START Records supplied
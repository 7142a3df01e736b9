use crate::core::error::SeoError;
use crate::mcp::{McpCallResponse, McpContent};
use crate::types::ErrorResponse;
use axum::http::StatusCode;
use axum::response::Json;
use serde::Serialize;
use serde_json::Value;
use tracing::error;

pub type HandlerResult = Result<Json<McpCallResponse>, (StatusCode, Json<ErrorResponse>)>;

pub fn bad_request(message: impl Into<String>) -> (StatusCode, Json<ErrorResponse>) {
    (
        StatusCode::BAD_REQUEST,
        Json(ErrorResponse {
            error: message.into(),
        }),
    )
}

pub fn required_str<'a>(
    arguments: &'a Value,
    key: &str,
) -> Result<&'a str, (StatusCode, Json<ErrorResponse>)> {
    arguments
        .get(key)
        .and_then(|v| v.as_str())
        .ok_or_else(|| bad_request(format!("Missing required parameter: {}", key)))
}

/// String argument with a default; `null` counts as absent.
pub fn optional_str<'a>(arguments: &'a Value, key: &str, default: &'a str) -> &'a str {
    arguments
        .get(key)
        .and_then(|v| v.as_str())
        .map(str::trim)
        .filter(|s| !s.is_empty())
        .unwrap_or(default)
}

/// Successful tool result carrying pretty-printed JSON text.
pub fn json_result<T: Serialize>(value: &T) -> HandlerResult {
    let (text, is_error) = match serde_json::to_string_pretty(value) {
        Ok(text) => (text, false),
        Err(e) => {
            error!("tool result serialization failed: {}", e);
            let body = serde_json::json!({
                "error": "serialization_error",
                "message": format!("Serialization failed: {}", e),
            });
            (body.to_string(), true)
        }
    };
    Ok(Json(McpCallResponse {
        content: vec![McpContent {
            content_type: "text".to_string(),
            text,
        }],
        is_error,
    }))
}

/// Map a query failure onto the MCP error convention: bad input is a protocol
/// error, everything else a tool result with `is_error` set.
pub fn tool_failure(tool: &str, err: SeoError) -> HandlerResult {
    if let SeoError::InvalidArgument(msg) = &err {
        return Err(bad_request(msg.clone()));
    }

    error!("{} failed: {}", tool, err);
    let body = serde_json::json!({
        "error": err.kind(),
        "message": err.to_string(),
    });
    Ok(Json(McpCallResponse {
        content: vec![McpContent {
            content_type: "text".to_string(),
            text: body.to_string(),
        }],
        is_error: true,
    }))
}

#[cfg(test)]
mod tests {
    use super::*;
    use serde_json::json;

    #[test]
    fn optional_str_falls_back_on_null_and_blank() {
        let args = json!({"country": null, "search_engine": "  ", "mode": "exact"});
        assert_eq!(optional_str(&args, "country", "us"), "us");
        assert_eq!(optional_str(&args, "search_engine", "Google"), "Google");
        assert_eq!(optional_str(&args, "mode", "subdomains"), "exact");
    }

    #[test]
    fn invalid_argument_becomes_bad_request() {
        let (status, Json(body)) =
            tool_failure("t", SeoError::InvalidArgument("keyword must not be empty".into()))
                .unwrap_err();
        assert_eq!(status, StatusCode::BAD_REQUEST);
        assert!(body.error.contains("keyword"));
    }

    #[test]
    fn other_failures_are_error_results() {
        let Json(resp) = tool_failure("t", SeoError::upstream("example.com", "no signature")).unwrap();
        assert!(resp.is_error);
        let body: Value = serde_json::from_str(&resp.content[0].text).unwrap();
        assert_eq!(body["error"], "upstream_query_error");
    }

    #[test]
    fn unserializable_result_is_flagged_as_error() {
        let not_json = std::collections::HashMap::from([((1, 2), "tuple keys")]);
        let Json(resp) = json_result(&not_json).unwrap();
        assert!(resp.is_error);
        let body: Value = serde_json::from_str(&resp.content[0].text).unwrap();
        assert_eq!(body["error"], "serialization_error");

        let Json(ok) = json_result(&json!(["fine"])).unwrap();
        assert!(!ok.is_error);
    }
}
use super::common::{json_result, optional_str, required_str, tool_failure, HandlerResult};
use crate::mcp::tooling::KEYWORD_DIFFICULTY;
use crate::{tools, AppState};
use serde_json::Value;
use std::sync::Arc;

pub async fn handle(state: Arc<AppState>, arguments: &Value) -> HandlerResult {
    let keyword = required_str(arguments, "keyword")?;
    let country = optional_str(arguments, "country", "us");

    match tools::keyword_difficulty(&state, keyword, country).await {
        Ok(kd) => json_result(&kd),
        Err(e) => tool_failure(KEYWORD_DIFFICULTY, e),
    }
}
END Records supplied
## [Description of the task]
Begin at the first line of the records above and restate each line word for word, stopping after the line with "use tracing::error;".

## [Solution to this task]
repository 7142a3df01e736b9
use crate::core::error::SeoError;
use crate::mcp::{McpCallResponse, McpContent};
use crate::types::ErrorResponse;
use axum::http::StatusCode;
use axum::response::Json;
use serde::Serialize;
use serde_json::Value;
use tracing::error;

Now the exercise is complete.